So that #8 looks like it is no information at all. Is it stripping information from the executable or something? Or the other options damage the stack trace somehow? CFLAGS="-g" without the other options (that excludes the frame protection), perhaps that gives a better backtrace? Perhaps try that after the bisect.

bleve · 2019-06-07T10:55:32Z

There is no other app, just unbound caching dns.

Antonio-Prado · 2019-06-07T19:30:35Z

over here we decided to downgrade to 1.8.3 in the meantime

bjovereinder · 2019-06-07T19:34:55Z

Hi Antonio,

Thanks for reporting. You are downgrading to 1.8.3 for the same reason (that is SIGABRT)?

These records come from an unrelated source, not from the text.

//! Identity table between the canvas engine's reserved root key and the
//! persisted id of a page's root block.
//!
//! Load maps record ids to node keys, Save maps node keys back to record ids.
//! Both directions go through this table so the two transforms stay inverses.

#[derive(Debug, Clone, PartialEq, Eq)]
pub struct RootAlias {
    reserved_key: String,
    root_block_id: String,
}

impl RootAlias {
    pub fn new(reserved_key: impl Into<String>, root_block_id: impl Into<String>) -> Self {
        Self {
            reserved_key: reserved_key.into(),
            root_block_id: root_block_id.into(),
        }
    }

    pub fn reserved_key(&self) -> &str {
        &self.reserved_key
    }

    pub fn root_block_id(&self) -> &str {
        &self.root_block_id
    }

    /// True when the persisted root id already is the reserved key.
    pub fn is_identity(&self) -> bool {
        self.reserved_key == self.root_block_id
    }

    /// Record id -> node key.
    pub fn node_key<'a>(&'a self, block_id: &'a str) -> &'a str {
        if block_id == self.root_block_id {
            &self.reserved_key
        } else {
            block_id
        }
    }

    /// Node key -> record id.
    pub fn block_id<'a>(&'a self, node_key: &'a str) -> &'a str {
        if node_key == self.reserved_key {
            &self.root_block_id
        } else {
            node_key
        }
    }
}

bleve · 2019-06-08T07:05:48Z

git bisect start
good: [2a78803] - Fix wrong query name in local zone redirect answers with a CNAME, the copy of the local alias is in unpacked form.
git bisect good 2a78803
bad: [a4f4d7b] - Fix to guard _OPENBSD_SOURCE from redefinition.
git bisect bad a4f4d7b
good: [d4f697f] Merge branch 'master' into features/XoT
git bisect good d4f697f
good: [779b86f] - Fix doxygen output error on readme markdown vignettes.
git bisect good 779b86f
good: [3103961] - Fix #31: swig 4.0 and python module.
git bisect good 3103961
bad: [a03f0a3] - Fix double file close in tcp pipelined response code.
git bisect bad a03f0a3
bad: [0b77c9d] - Fix that spoolbuf is not used to store tcp pipelined response between mesh send and callback end.
git bisect bad 0b77c9d
skip: [1c3ba0c] - Note that so-reuseport at extreme load is better turned off, otherwise queries are not distributed evenly, on Linux 4.4.x.
git bisect skip 1c3ba0c
only skipped commits left to test
possible first bad commit: [0b77c9d] - Fix that spoolbuf is not used to store tcp pipelined response between mesh send and callback end.
possible first bad commit: [1c3ba0c] - Note that so-reuseport at extreme load is better turned off, otherwise queries are not distributed evenly, on Linux 4.4.x.
possible first bad commit: [3103961] - Fix #31: swig 4.0 and python module.
possible first bad commit: [a08fe8c] - Attempt to fix malformed tcp response.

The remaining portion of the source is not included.